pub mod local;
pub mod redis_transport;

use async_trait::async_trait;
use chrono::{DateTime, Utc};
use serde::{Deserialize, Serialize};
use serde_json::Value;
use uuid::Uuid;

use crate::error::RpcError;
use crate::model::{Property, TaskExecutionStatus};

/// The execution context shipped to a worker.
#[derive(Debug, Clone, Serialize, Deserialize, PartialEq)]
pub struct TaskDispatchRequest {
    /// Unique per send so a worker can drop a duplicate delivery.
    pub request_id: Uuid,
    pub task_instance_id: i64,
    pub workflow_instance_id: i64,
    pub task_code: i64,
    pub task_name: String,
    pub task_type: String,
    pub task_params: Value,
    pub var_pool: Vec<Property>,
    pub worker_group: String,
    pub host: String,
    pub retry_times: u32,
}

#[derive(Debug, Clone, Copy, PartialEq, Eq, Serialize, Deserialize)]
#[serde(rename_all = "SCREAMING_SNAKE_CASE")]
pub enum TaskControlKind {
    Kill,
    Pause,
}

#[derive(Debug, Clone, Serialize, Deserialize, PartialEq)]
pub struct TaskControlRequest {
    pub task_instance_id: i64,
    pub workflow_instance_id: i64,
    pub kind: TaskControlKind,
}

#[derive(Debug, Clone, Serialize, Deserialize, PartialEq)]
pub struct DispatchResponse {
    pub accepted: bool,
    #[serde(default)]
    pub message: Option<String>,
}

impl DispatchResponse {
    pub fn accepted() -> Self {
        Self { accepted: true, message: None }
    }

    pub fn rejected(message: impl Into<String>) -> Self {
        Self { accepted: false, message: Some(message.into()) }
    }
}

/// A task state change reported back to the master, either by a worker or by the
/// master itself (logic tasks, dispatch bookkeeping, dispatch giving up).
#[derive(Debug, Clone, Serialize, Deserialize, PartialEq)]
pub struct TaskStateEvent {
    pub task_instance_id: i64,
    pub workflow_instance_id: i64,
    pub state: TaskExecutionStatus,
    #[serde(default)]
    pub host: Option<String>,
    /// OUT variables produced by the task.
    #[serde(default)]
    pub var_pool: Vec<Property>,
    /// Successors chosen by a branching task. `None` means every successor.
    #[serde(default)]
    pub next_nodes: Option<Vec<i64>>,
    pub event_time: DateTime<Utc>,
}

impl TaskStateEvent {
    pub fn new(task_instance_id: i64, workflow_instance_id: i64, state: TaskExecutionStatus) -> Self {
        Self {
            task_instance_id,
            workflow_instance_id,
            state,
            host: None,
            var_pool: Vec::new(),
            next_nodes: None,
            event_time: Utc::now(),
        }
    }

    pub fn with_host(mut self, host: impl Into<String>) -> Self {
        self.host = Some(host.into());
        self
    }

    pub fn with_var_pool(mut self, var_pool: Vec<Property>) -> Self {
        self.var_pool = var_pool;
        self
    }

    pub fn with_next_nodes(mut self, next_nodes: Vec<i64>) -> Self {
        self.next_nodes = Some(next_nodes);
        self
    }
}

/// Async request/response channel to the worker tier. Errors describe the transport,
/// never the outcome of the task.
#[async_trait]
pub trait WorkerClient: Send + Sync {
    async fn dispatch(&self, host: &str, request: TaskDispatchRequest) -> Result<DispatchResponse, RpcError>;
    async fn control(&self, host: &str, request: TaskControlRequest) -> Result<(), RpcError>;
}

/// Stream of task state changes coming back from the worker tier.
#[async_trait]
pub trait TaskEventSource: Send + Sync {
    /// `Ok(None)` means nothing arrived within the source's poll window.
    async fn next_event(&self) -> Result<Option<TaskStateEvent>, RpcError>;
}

• _Work instruction_
An exact copy of every entry is what is needed here.

• _Completed exercise_
pub mod local;
pub mod redis_transport;

use async_trait::async_trait;
use chrono::{DateTime, Utc};
use serde::{Deserialize, Serialize};
use serde_json::Value;
use uuid::Uuid;

use crate::error::RpcError;
use crate::model::{Property, TaskExecutionStatus};

/// The execution context shipped to a worker.
#[derive(Debug, Clone, Serialize, Deserialize, PartialEq)]
pub struct TaskDispatchRequest {
    /// Unique per send so a worker can drop a duplicate delivery.
    pub request_id: Uuid,
    pub task_instance_id: i64,
    pub workflow_instance_id: i64,
    pub task_code: i64,
    pub task_name: String,
    pub task_type: String,
    pub task_params: Value,
    pub var_pool: Vec<Property>,
    pub worker_group: String,
    pub host: String,
    pub retry_times: u32,
}

#[derive(Debug, Clone, Copy, PartialEq, Eq, Serialize, Deserialize)]
#[serde(rename_all = "SCREAMING_SNAKE_CASE")]
pub enum TaskControlKind {
    Kill,
    Pause,
}

#[derive(Debug, Clone, Serialize, Deserialize, PartialEq)]
pub struct TaskControlRequest {
    pub task_instance_id: i64,
    pub workflow_instance_id: i64,
    pub kind: TaskControlKind,
}

#[derive(Debug, Clone, Serialize, Deserialize, PartialEq)]
pub struct DispatchResponse {
    pub accepted: bool,
    #[serde(default)]
    pub message: Option<String>,
}

impl DispatchResponse {
    pub fn accepted() -> Self {
        Self { accepted: true, message: None }
    }

    pub fn rejected(message: impl Into<String>) -> Self {
        Self { accepted: false, message: Some(message.into()) }
    }
}

/// A task state change reported back to the master, either by a worker or by the
/// master itself (logic tasks, dispatch bookkeeping, dispatch giving up).
#[derive(Debug, Clone, Serialize, Deserialize, PartialEq)]
pub struct TaskStateEvent {
    pub task_instance_id: i64,
    pub workflow_instance_id: i64,
    pub state: TaskExecutionStatus,
    #[serde(default)]
    pub host: Option<String>,
    /// OUT variables produced by the task.
    #[serde(default)]
    pub var_pool: Vec<Property>,
    /// Successors chosen by a branching task. `None` means every successor.
    #[serde(default)]
    pub next_nodes: Option<Vec<i64>>,
    pub event_time: DateTime<Utc>,
}

impl TaskStateEvent {
    pub fn new(task_instance_id: i64, workflow_instance_id: i64, state: TaskExecutionStatus) -> Self {
        Self {
            task_instance_id,
            workflow_instance_id,
            state,
            host: None,
            var_pool: Vec::new(),
            next_nodes: None,
            event_time: Utc::now(),
        }
    }

    pub fn with_host(mut self, host: impl Into<String>) -> Self {
        self.host = Some(host.into());
        self
    }

    pub fn with_var_pool(mut self, var_pool: Vec<Property>) -> Self {
        self.var_pool = var_pool;
        self
    }

    pub fn with_next_nodes(mut self, next_nodes: Vec<i64>) -> Self {
        self.next_nodes = Some(next_nodes);
        self
    }
}

/// Async request/response channel to the worker tier. Errors describe the transport,
/// never the outcome of the task.
#[async_trait]
pub trait WorkerClient: Send + Sync {
    async fn dispatch(&self, host: &str, request: TaskDispatchRequest) -> Result<DispatchResponse, RpcError>;
    async fn control(&self, host: &str, request: TaskControlRequest) -> Result<(), RpcError>;
}

/// Stream of task state changes coming back from the worker tier.
#[async_trait]
pub trait TaskEventSource: Send + Sync {
    /// `Ok(None)` means nothing arrived within the source's poll window.
    async fn next_event(&self) -> Result<Option<TaskStateEvent>, RpcError>;
}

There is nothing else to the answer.